The more complicated the image features, the higher in the hierarchy it is processed. For example, angles of lines are processed early in the hierarchy and the entire image of Fanning in a Snapper barrel is processed late in the hierarchy. One particular brain area is critical for our accurate perception of the direction that the wave – and even that the other surfers in the water – are moving. This brain region is referred to as area MT and is located in the middle of this visual hierarchy.

Figure 2:
These are two example right hemispheres. Like the image in Figure 1,
they have been reconstructed and inflated in order to improve the
visualization. Dark gray indicates sulci (the valleys) and light gray
indicates gyri (the peaks). The blue outline indicates the location of
area MT. Brain 1 is actually my brain. Interestingly, area MT in Brain 2
from a different person is in a similar anatomical location, at the
intersection of two sulci near the back for the brain in the occipital
lobe. Without area MT, we would not be able to see waves moving as we do
when we stare at the ocean. Most of what we know about area MT comes
from research in non-human primates. See suggested reading for details.
So, while this might be a high-level crash course in how the visual cortex helps us read waves and how one region in particular, area MT, contributes more than others, what does this also mean for people who can’t see? You might remember Derek Rabelo, the blind surfer who surfed Pipe. How can he read waves and perceive motion if he can’t see the water moving? The fact of the matter is, as long as the cortical tissue is healthy in visual cortex, these structures get recruited to ‘see’ with his other senses. No cortex goes to waste if the brain can help it. Through his experience in the water, the brain slowly re-wires itself to use these areas – including MT – to guide his perception of visual motion even though his eyes cannot guide him. For example, recent research shows that area MT in blind subjects subsumes the role of auditory, as opposed to visual, motion perception. Additionally, what does this mean for you to make you a better surfer? Attention affects memory and affects you as you move through the water. If you do not specifically attend to particular things, it’s as if you didn’t see them at all. So, to read waves better, attend to the details of the waves and how they move, and you will begin to see details that you haven’t noticed before – the shifts in the rips, how the wind affects the crumble on top of the lip, etc. For us surfers, and for your brain, attending to details matters to make you a better surfer.

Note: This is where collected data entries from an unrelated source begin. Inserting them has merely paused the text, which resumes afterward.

use anyhow::Error;
use chrono::NaiveDate;
use ratatui::layout::{Constraint, Direction, Layout, Rect};
use ratatui::style::{Color, Style};
use ratatui::text::{Line, Span};

use crate::models::{Book, BookCopy, Loan, Student};

/// One catalog row: ISBN, then `Title - Author`, then publication details.
pub(crate) fn book_line(book: &Book) -> Line<'static> {
    let mut spans = vec![
        Span::styled(format!("{:<15} ", book.isbn), Style::default().fg(Color::DarkGray)),
        Span::raw(book.display_title()),
    ];
    let details: Vec<String> = book
        .publisher
        .iter()
        .cloned()
        .chain(book.published_year.map(|year| year.to_string()))
        .collect();
    if !details.is_empty() {
        spans.push(Span::styled(
            format!("  ({})", details.join(", ")),
            Style::default().fg(Color::Gray),
        ));
    }
    Line::from(spans)
}

pub(crate) fn copy_line(copy: &BookCopy) -> Line<'static> {
    let mut spans = vec![
        Span::styled(format!("#{:<5} ", copy.id), Style::default().fg(Color::DarkGray)),
        Span::raw(format!("{} (copy {})", copy.title, copy.copy_number)),
        Span::styled(format!("  [{}]", copy.status), Style::default().fg(Color::Green)),
    ];
    if let Some(location) = &copy.location {
        spans.push(Span::raw(format!("  @ {location}")));
    }
    if let Some(barcode) = &copy.barcode {
        spans.push(Span::styled(
            format!("  {barcode}"),
            Style::default().fg(Color::Gray),
        ));
    }
    Line::from(spans)
}

pub(crate) fn student_line(student: &Student) -> Line<'static> {
    Line::from(vec![
        Span::styled(
            format!("#{:<5} ", student.id),
            Style::default().fg(Color::DarkGray),
        ),
        Span::styled(
            format!("P{:<3} ", student.period),
            Style::default().fg(Color::Cyan),
        ),
        Span::raw(student.full_name.clone()),
    ])
}

/// Loan row; the due date turns red once it has passed.
pub(crate) fn loan_line(loan: &Loan, today: NaiveDate) -> Line<'static> {
    let due_style = if loan.is_overdue(today) {
        Style::default().fg(Color::Red)
    } else {
        Style::default().fg(Color::Gray)
    };
    Line::from(vec![
        Span::raw(format!(
            "{} (copy {}) -> {}",
            loan.title, loan.copy_number, loan.student_name
        )),
        Span::styled(
            format!("  out {}", loan.checkout_date),
            Style::default().fg(Color::DarkGray),
        ),
        Span::styled(format!("  due {}", loan.due_date), due_style),
    ])
}

/// Produce a rectangle centered within `area` that spans the requested percent
/// of the width and height. Used for modal dialogs.
pub(crate) fn centered_rect(percent_x: u16, percent_y: u16, area: Rect) -> Rect {
    let horizontal = Layout::default()
        .direction(Direction::Horizontal)
        .constraints([
            Constraint::Percentage((100 - percent_x) / 2),
            Constraint::Percentage(percent_x),
            Constraint::Percentage((100 - percent_x) / 2),
        ])
        .split(area);

    let vertical = Layout::default()
        .direction(Direction::Vertical)
        .constraints([
            Constraint::Percentage((100 - percent_y) / 2),
            Constraint::Percentage(percent_y),
            Constraint::Percentage((100 - percent_y) / 2),
        ])
        .split(horizontal[1]);

    vertical[1]
}

/// Extract the most relevant error message from a chained error.
pub(crate) fn surface_error(err: &Error) -> String {
    err.chain()
        .last()
        .map(|cause| cause.to_string())
        .unwrap_or_else(|| err.to_string())
}

/// Clamp a selection index after the underlying list changed length.
pub(crate) fn clamp_selection(selected: usize, len: usize) -> usize {
    if len == 0 {
        0
    } else {
        selected.min(len - 1)
    }
}

/// Move a selection by `offset`, stopping at either end.
pub(crate) fn step_selection(selected: usize, offset: isize, len: usize) -> usize {
    if len == 0 {
        return 0;
    }
    let target = selected as isize + offset;
    target.clamp(0, len as isize - 1) as usize
}

#[cfg(test)]
mod tests {
    use super::*;
    use anyhow::anyhow;

    #[test]
    fn selection_stays_in_bounds() {
        assert_eq!(step_selection(0, -1, 3), 0);
        assert_eq!(step_selection(1, 5, 3), 2);
        assert_eq!(step_selection(2, -1, 3), 1);
        assert_eq!(step_selection(4, 1, 0), 0);
        assert_eq!(clamp_selection(9, 3), 2);
        assert_eq!(clamp_selection(9, 0), 0);
    }

    #[test]
    fn surface_error_prefers_root_cause() {
        let err = anyhow!("UNIQUE constraint failed").context("failed to insert copy");
        assert_eq!(surface_error(&err), "UNIQUE constraint failed");
    }

    #[test]
    fn book_line_lists_available_details() {
        let book = Book {
            id: 1,
            isbn: "1".into(),
            title: "Emma".into(),
            author: None,
            publisher: Some("Penguin".into()),
            published_year: Some(1815),
        };
        let text: String = book_line(&book)
            .spans
            .iter()
            .map(|span| span.content.as_ref())
            .collect();
        assert!(text.ends_with("Emma  (Penguin, 1815)"));
    }
}
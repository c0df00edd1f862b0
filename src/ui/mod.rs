//! Ratatui front end. It plays the part of the view layer: every read and
//! write goes through the dispatcher, one request per key press at most.

mod app;
mod forms;
mod helpers;
mod terminal;

pub use app::App;
pub use terminal::run_app;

Together, we just tackled some important brain organization that gives us the gift of reading waves. The truth is, everything we do is a result of complex computations performed by complicated neural circuits. I hope to explain some of these neural circuits to you in the context of surfing in the next series of articles because without our brains, we wouldn’t be able to move our feet, let alone walk on water.
Suggested Reading:
Albright, T.D., Desimone, R., & Gross, C.G. (1984). Columnar organization of directionally-selective cells in visual area MT of the macaque. Journal of Neurophysiology 51(1): 16-30.
Rauschecker, A.M., Dastjerdi, M., Weiner, K.S., Witthoft, N., Nasrullah, S., Chen, J.,
Selimbeyoglu, A., & Parvizi, J. (2011). Illusions of Visual Motion Elicited by Electrical
Stimulation of Human Area MT+, PLoS One, 6(7):e21798.
Salzman, C.D., Britten, K.H., Newsome, W.T. (1990). Cortical microstimulation influences perceptual judgments of motion direction. Nature 346: 174-177.
Wandell, B.A., Dumoulin, S.O., and Brewer, A.A. (2007). Visual Field Maps in Human Cortex. Neuron 56: 366-383
Zeki, S. (2004). Thirty years of a very special visual area, Area V5. The Journal of Physiology, 557(1), 1–2.